National Association of Wheat Growers (NAWG) President David Schemm, a wheat grower from Sharon Springs, KS, made the following statement:
“The U.S. is producing enough wheat to meet global demand and still have a surplus. In 2017, USDA projects that global production of wheat will reach an all-time high of 751.3 million metric tons with stockpiles at a record high of 258.3 million tons.
“Wheat can play a significant role in the fight to end hunger. Not only for humanitarian reasons but for global security as well. Even if located on the other side of world, food-insecure nations are prone to enter civil unrest which can impact us right here at home.
“As a wheat farmer from Kansas, I am proud to play a role in helping to feed those who cannot provide for themselves.
For more information about wheat industry policy positions on food aid, visit https://www.wheatworld.org/policy-action/issues/food-aid/ or https://bit.ly/2fD8X06.
Additional panelists at the hearing included Ms. Margaret Schuler, Senior Vice President of the International Programs Group at World Vision; Ms. Navyn Salem, Founder and Chief Executive Officer of Edesia Nutrition; Mr. Brian W. Schoeneman, Political and Legislative Director of the Seafarers International Union (AFL-CIO), on behalf of USA Maritime; and Dr. Thomas S. Jayne, University Foundation Professor at Michigan State University, on behalf of the Farm Journal Foundation.
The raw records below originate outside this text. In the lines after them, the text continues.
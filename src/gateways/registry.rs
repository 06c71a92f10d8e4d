//! Gateway registry federating stored and environment-derived gateways

use std::path::Path;
use std::sync::Arc;

use super::types::GatewayRegistryEntry;
use crate::environments::{EnvironmentFactory, EnvironmentRegistry};
use crate::files::{self, CONFIG_FILE};
use crate::registry::{FileRegistry, RegistryEvent, SubscriptionId, order_for_display, validate_name};
use crate::{Error, Result};

/// Registry name used in error messages
pub const GATEWAY_REGISTRY: &str = "gateways";

/// File name of a connection profile stored alongside a gateway entry
pub const CONNECTION_PROFILE_FILE: &str = "connection.json";

/// Gateways stored under `<root>/gateways` plus those derived from environments
#[derive(Debug)]
pub struct GatewayRegistry {
    store: FileRegistry<GatewayRegistryEntry>,
    environments: Arc<EnvironmentRegistry>,
    factory: Arc<EnvironmentFactory>,
    local_environment_name: String,
}

impl GatewayRegistry {
    #[must_use]
    pub fn new(
        storage_dir: &Path,
        environments: Arc<EnvironmentRegistry>,
        factory: Arc<EnvironmentFactory>,
        local_environment_name: impl Into<String>,
    ) -> Self {
        Self {
            store: FileRegistry::new(GATEWAY_REGISTRY, storage_dir.join("gateways")),
            environments,
            factory,
            local_environment_name: local_environment_name.into(),
        }
    }

    /// Every gateway, sorted by display name
    ///
    /// With `show_local`, gateways of the local environment come first.
    /// Environments that fail to report their gateways are logged and skipped.
    ///
    /// # Errors
    ///
    /// Returns an error if the stored gateways or the environment registry cannot be read
    pub async fn get_all(&self, show_local: bool) -> Result<Vec<GatewayRegistryEntry>> {
        let mut entries = self.store.get_all().await?;

        for env in self.factory.deriving_environments(&self.environments).await? {
            match env.get_gateways().await {
                Ok(gateways) => entries.extend(gateways),
                Err(e) => {
                    tracing::warn!(environment = %env.name(), error = %e, "failed to read gateways from environment");
                }
            }
        }

        let prefix = format!("{} - ", self.local_environment_name);
        Ok(order_for_display(
            entries,
            GatewayRegistryEntry::label,
            show_local.then_some(prefix.as_str()),
        ))
    }

    /// Find a gateway by name, optionally restricted to the environment it came from
    ///
    /// # Errors
    ///
    /// Returns `Error::NotFound` naming the gateway and environment if nothing matches
    pub async fn get(
        &self,
        name: &str,
        from_environment: Option<&str>,
    ) -> Result<GatewayRegistryEntry> {
        self.get_all(true)
            .await?
            .into_iter()
            .find(|entry| {
                entry.name == name
                    && from_environment
                        .is_none_or(|env| entry.from_environment.as_deref() == Some(env))
            })
            .ok_or_else(|| Error::not_found(GATEWAY_REGISTRY, name, from_environment))
    }

    /// Whether a gateway is stored directly in the registry
    ///
    /// # Errors
    ///
    /// Returns an error if the file system cannot be queried
    pub async fn exists(&self, name: &str) -> Result<bool> {
        self.store.exists(name).await
    }

    /// Store a new gateway
    ///
    /// # Errors
    ///
    /// Returns `Error::AlreadyExists` if the name is taken
    pub async fn add(&self, entry: &GatewayRegistryEntry) -> Result<()> {
        self.store.add(entry).await
    }

    /// Store a new gateway together with its connection profile
    ///
    /// The profile is written to `<root>/gateways/<name>/connection.json` and
    /// the stored entry points at it.
    ///
    /// # Errors
    ///
    /// Returns `Error::AlreadyExists` if the name is taken, or an error if a write fails
    pub async fn add_with_profile(
        &self,
        entry: &GatewayRegistryEntry,
        profile: &serde_json::Value,
    ) -> Result<GatewayRegistryEntry> {
        let mut entry = entry.clone();
        entry.connection_profile_path = self
            .store
            .entry_dir(&entry.name)
            .join(CONNECTION_PROFILE_FILE);
        self.store.add(&entry).await?;
        files::write_json(&entry.connection_profile_path, profile).await?;
        Ok(entry)
    }

    /// Read the connection profile an entry points at
    ///
    /// # Errors
    ///
    /// Returns `Error::Validation` if the entry has no profile path, or an
    /// error if the profile cannot be read
    pub async fn get_connection_profile(
        &self,
        entry: &GatewayRegistryEntry,
    ) -> Result<serde_json::Value> {
        if entry.connection_profile_path.as_os_str().is_empty() {
            return Err(Error::Validation(format!(
                "gateway \"{}\" has no connection profile path",
                entry.name
            )));
        }
        files::read_json(&entry.connection_profile_path).await
    }

    /// Overwrite a gateway
    ///
    /// Derived gateways are written as a `.config.json` sidecar under the
    /// owning environment's `gateways/<name>` directory; other gateways go to
    /// the flat store.
    ///
    /// # Errors
    ///
    /// Returns `Error::NotFound` if the owning environment or the stored gateway does not exist
    pub async fn update(&self, entry: &GatewayRegistryEntry) -> Result<()> {
        let Some(env_name) = entry.from_environment.as_deref() else {
            return self.store.update(entry).await;
        };

        validate_name(GATEWAY_REGISTRY, &entry.name)?;
        let environment = self.environments.get(env_name).await?;
        let sidecar = self
            .environments
            .environment_directory(&environment)
            .join("gateways")
            .join(&entry.name)
            .join(CONFIG_FILE);
        files::write_json(&sidecar, entry).await?;
        tracing::info!(environment = %env_name, gateway = %entry.name, path = %sidecar.display(), "updated gateway config sidecar");
        self.store
            .notify(&RegistryEvent::Updated(entry.name.clone()));
        Ok(())
    }

    /// Remove a stored gateway and its connection profile
    ///
    /// # Errors
    ///
    /// Returns `Error::NotFound` if missing and `ignore_missing` is false
    pub async fn delete(&self, name: &str, ignore_missing: bool) -> Result<()> {
        self.store.delete(name, ignore_missing).await
    }

    /// Remove every stored gateway
    ///
    /// # Errors
    ///
    /// Returns an error if a directory cannot be removed
    pub async fn clear(&self) -> Result<()> {
        self.store.clear().await
    }

    /// Register a change listener
    #[must_use]
    pub fn subscribe<F>(&self, listener: F) -> SubscriptionId
    where
        F: Fn(&RegistryEvent) + Send + Sync + 'static,
    {
        self.store.subscribe(listener)
    }

    /// Remove a change listener
    #[must_use]
    pub fn unsubscribe(&self, id: SubscriptionId) -> bool {
        self.store.unsubscribe(id)
    }
}

#[cfg(test)]
mod tests {
    use super::*;
    use crate::environments::{EnvironmentEntry, EnvironmentFlags};

    fn registries(root: &Path, local: &str) -> (Arc<EnvironmentRegistry>, GatewayRegistry) {
        let environments = Arc::new(EnvironmentRegistry::new(root));
        let factory = Arc::new(EnvironmentFactory::new(environments.root()));
        let gateways = GatewayRegistry::new(root, Arc::clone(&environments), factory, local);
        (environments, gateways)
    }

    fn write_profile(env_dir: &Path, file: &str, name: &str) {
        let dir = env_dir.join("gateways");
        std::fs::create_dir_all(&dir).unwrap();
        std::fs::write(
            dir.join(file),
            serde_json::json!({"name": name, "wallet": "Org1"}).to_string(),
        )
        .unwrap();
    }

    #[tokio::test]
    async fn profile_is_stored_next_to_entry() {
        let dir = tempfile::tempdir().unwrap();
        let (_envs, gateways) = registries(dir.path(), "Local Fabric");
        let profile = serde_json::json!({"name": "mygw", "peers": {}});

        let stored = gateways
            .add_with_profile(&GatewayRegistryEntry::new("mygw", "Org1"), &profile)
            .await
            .unwrap();

        assert_eq!(
            stored.connection_profile_path,
            dir.path().join("gateways/mygw/connection.json")
        );
        let entry = gateways.get("mygw", None).await.unwrap();
        assert_eq!(gateways.get_connection_profile(&entry).await.unwrap(), profile);

        gateways.delete("mygw", false).await.unwrap();
        assert!(!stored.connection_profile_path.exists());
    }

    #[tokio::test]
    async fn derived_update_rejects_escaping_name() {
        let dir = tempfile::tempdir().unwrap();
        let (envs, gateways) = registries(dir.path(), "Local Fabric");
        envs.add(&EnvironmentEntry::new("ansible", EnvironmentFlags::ANSIBLE))
            .await
            .unwrap();
        let mut entry = GatewayRegistryEntry::new("../../escape", "Org1");
        entry.from_environment = Some("ansible".to_string());

        let err = gateways.update(&entry).await.unwrap_err();
        assert!(matches!(err, Error::Validation(_)));
        assert!(!envs.root().join("escape").exists());
    }

    #[tokio::test]
    async fn missing_profile_path_is_rejected() {
        let dir = tempfile::tempdir().unwrap();
        let (_envs, gateways) = registries(dir.path(), "Local Fabric");
        let err = gateways
            .get_connection_profile(&GatewayRegistryEntry::new("g", "w"))
            .await
            .unwrap_err();
        assert!(matches!(err, Error::Validation(_)));
    }

    #[tokio::test]
    async fn local_gateways_come_first_only_when_requested() {
        let dir = tempfile::tempdir().unwrap();
        let (envs, gateways) = registries(dir.path(), "local");
        envs.add(&EnvironmentEntry::new("ansible", EnvironmentFlags::ANSIBLE))
            .await
            .unwrap();
        envs.add(&EnvironmentEntry::new("local", EnvironmentFlags::ANSIBLE | EnvironmentFlags::LOCAL))
            .await
            .unwrap();
        write_profile(&envs.root().join("ansible"), "a.json", "Org1 Gateway");
        write_profile(&envs.root().join("local"), "l.json", "Org1 Gateway");
        gateways
            .add(&GatewayRegistryEntry::new("Alpha", "w"))
            .await
            .unwrap();

        let shown: Vec<_> = gateways
            .get_all(true)
            .await
            .unwrap()
            .iter()
            .map(|g| g.label().to_string())
            .collect();
        assert_eq!(shown, vec!["local - Org1 Gateway", "Alpha", "ansible - Org1 Gateway"]);

        let plain: Vec<_> = gateways
            .get_all(false)
            .await
            .unwrap()
            .iter()
            .map(|g| g.label().to_string())
            .collect();
        assert_eq!(plain, vec!["Alpha", "ansible - Org1 Gateway", "local - Org1 Gateway"]);
    }

    #[tokio::test]
    async fn same_name_resolved_by_environment() {
        let dir = tempfile::tempdir().unwrap();
        let (envs, gateways) = registries(dir.path(), "Local Fabric");
        for name in ["one", "two"] {
            envs.add(&EnvironmentEntry::new(name, EnvironmentFlags::ANSIBLE))
                .await
                .unwrap();
            write_profile(&envs.root().join(name), "g.json", "Org1 Gateway");
        }

        let two = gateways.get("Org1 Gateway", Some("two")).await.unwrap();
        assert_eq!(two.from_environment.as_deref(), Some("two"));
        let first = gateways.get("Org1 Gateway", None).await.unwrap();
        assert_eq!(first.from_environment.as_deref(), Some("one"));
    }

    #[tokio::test]
    async fn derived_update_writes_sidecar() {
        let dir = tempfile::tempdir().unwrap();
        let (envs, gateways) = registries(dir.path(), "Local Fabric");
        envs.add(&EnvironmentEntry::new("ansible", EnvironmentFlags::ANSIBLE))
            .await
            .unwrap();
        write_profile(&envs.root().join("ansible"), "g.json", "Org1 Gateway");

        let mut entry = gateways.get("Org1 Gateway", Some("ansible")).await.unwrap();
        entry.associated_wallet = "Org2".to_string();
        gateways.update(&entry).await.unwrap();

        let sidecar = envs
            .root()
            .join("ansible/gateways/Org1 Gateway")
            .join(CONFIG_FILE);
        assert!(sidecar.exists());
        let reread = gateways.get("Org1 Gateway", Some("ansible")).await.unwrap();
        assert_eq!(reread.associated_wallet, "Org2");
    }
}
USW’s mission is to “develop, maintain, and expand international markets to enhance the profitability of U.S. wheat producers and their customers.” USW activities in more than 100 countries are made possible through producer checkoff dollars managed by 18 state wheat commissions and cost-share funding provided by USDA’s Foreign Agricultural Service. For more information, visit our website at www.uswheat.org.
NAWG is the primary policy representative in Washington D.C. for wheat growers, working to ensure a better future for America’s growers, the industry and the general public. NAWG works with a team of 20 state wheat grower organizations to benefit the wheat industry at the national levels. From their offices in the Wheat Growers Building on Capitol Hill, NAWG’s staff members are in constant contact with state association representatives, NAWG grower leaders, Members of Congress, Congressional staff members, Administration officials and the public.